Truffles are a deliciously simple way to add the flavours of anything you love to chocolate, and that is pretty much a recipe for success. Still unsure? Check out some of our other flavours of truffles - including smoked paprika, tahini and sesame and strawberry gum (an unique Australian spice). This post is part of the Eat the Alphabet Blog Hop - which is featuring the letters I and J this month. I and J are particularly difficult letters, I think. I could only think of 4 things: Iceberg Lettuce, Jerusalem Artichokes, Jackfruit and Jalapeños. I wish I could have used Jackfruit but sadly I don't live in South East Asia where it is readily available :( I also would have loved to try something new with Jerusalem Artichokes, but I couldn't find them anywhere so I assume they aren't a winter vegetable. So - Jalapeños it is!
I love the combination of chilli and chocolate, however, I don't always love how it's done. Often chilli chocolate just involves adding some chilli powder to anything chocolate. This ok, but gives the chocolate a bit of a powdery aftertaste and the chilli tastes more like that "stale-spice-jar-chilli-powder-that-has-been-sitting-in-my-cupcoard-for-years" type of chilli. So, I wanted to infuse a spicy fresh chilli flavour which wouldn't only be hot in your mouth but actually showcase the unique flavour of jalapeño chillis.

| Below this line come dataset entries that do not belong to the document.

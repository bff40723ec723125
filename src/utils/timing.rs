use std::time::Instant;

use chrono::Utc;
use tracing::info;

/// Wraps an outbound pipeline stage and emits request/response events on the
/// dedicated timing target, which is routed to its own log file.
pub async fn log_stage_timing<T, E, F, Fut>(service: &str, operation: &str, call: F) -> Result<T, E>
where
    F: FnOnce() -> Fut,
    Fut: std::future::Future<Output = Result<T, E>>,
{
    let started_at = Utc::now();
    let started_perf = Instant::now();
    info!(
        target: "pipeline.timing",
        "event=stage_request service={} operation={} started_at={}",
        service,
        operation,
        started_at.to_rfc3339()
    );

    let result = call().await;
    let status = if result.is_ok() { "success" } else { "error" };

    let completed_at = Utc::now();
    let duration = started_perf.elapsed().as_secs_f64();
    info!(
        target: "pipeline.timing",
        "event=stage_response service={} operation={} completed_at={} duration_s={:.3} status={}",
        service,
        operation,
        completed_at.to_rfc3339(),
        duration,
        status
    );

    result
}
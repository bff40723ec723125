use axum::http::StatusCode;
use axum::response::{IntoResponse, Response};
use axum::Json;
use serde_json::json;

/// Failure classes the pipeline can surface to the caller. Every downstream
/// error is converted to one of these before it reaches the handler boundary.
#[derive(Debug, thiserror::Error)]
pub enum PipelineError {
    #[error("No image provided")]
    MissingImage,
    /// Network failure or non-success status from an upstream service.
    #[error("{0}")]
    Transport(String),
    /// Upstream returned a success status but an unexpected payload shape.
    #[error("{0}")]
    UnexpectedFormat(String),
}

impl PipelineError {
    pub fn status(&self) -> StatusCode {
        match self {
            PipelineError::MissingImage => StatusCode::BAD_REQUEST,
            PipelineError::Transport(_) | PipelineError::UnexpectedFormat(_) => {
                StatusCode::INTERNAL_SERVER_ERROR
            }
        }
    }
}

impl IntoResponse for PipelineError {
    fn into_response(self) -> Response {
        (self.status(), Json(json!({ "error": self.to_string() }))).into_response()
    }
}

#[cfg(test)]
mod tests {
    use super::*;

    #[test]
    fn missing_image_maps_to_bad_request() {
        assert_eq!(PipelineError::MissingImage.status(), StatusCode::BAD_REQUEST);
        assert_eq!(PipelineError::MissingImage.to_string(), "No image provided");
    }

    #[test]
    fn upstream_failures_map_to_internal_server_error() {
        let transport = PipelineError::Transport("connection refused".to_string());
        let format = PipelineError::UnexpectedFormat("missing field".to_string());
        assert_eq!(transport.status(), StatusCode::INTERNAL_SERVER_ERROR);
        assert_eq!(format.status(), StatusCode::INTERNAL_SERVER_ERROR);
        assert_eq!(transport.to_string(), "connection refused");
    }

    #[tokio::test]
    async fn renders_json_error_envelope() {
        let response = PipelineError::MissingImage.into_response();
        assert_eq!(response.status(), StatusCode::BAD_REQUEST);
        let bytes = axum::body::to_bytes(response.into_body(), usize::MAX)
            .await
            .unwrap();
        let body: serde_json::Value = serde_json::from_slice(&bytes).unwrap();
        assert_eq!(body, json!({ "error": "No image provided" }));
    }
}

They were perfect- the first flavour you get is the rich and creamy ganache truffle followed by a fresh heat that spreads through your mouth. So neither of the flavours dominate over the other and you get to appreciate the chocolate and then the fresh chilli hit - I couldn't have asked for them to work out better. If you are a chilli lover, then you're a fool not to try these!
250g of dark chocolate, coarsely chopped
¼ cup of soy milk
1 fresh jalapeño chilli
Cocoa powder for dusting
How to make:
1. Roughly chop the jalapeño chilli and soak it in the milk for about 15 minute or so (you can shop your chocolate up while you are waiting). Strain the milk and discard the pieces of jalapeño.
2. Heat the soymilk in a small saucepan until small bubbles appear and steam rises off the pan.
3. Take off heat, add chocolate and stir vigorously until the chocolate has melted and the ganache is smooth.
4. Place in a container and leave to chill in the fridge for 8 hours or overnight.
5. Time to roll some truffles!
6. Remove ganache from the fridge. Place about ¼ cup of cocoa powder on a small bowl, and using a teaspoon or a melon baller (these are perfect!), place a spoonful of the ganache into the cocoa, tossing it in the cocoa until covered. Then dust your palms with some of the cocoa and roll the ganache piece into a ball, and place on a serving plate/whatever plate you like. Repeat until you run out of ganache.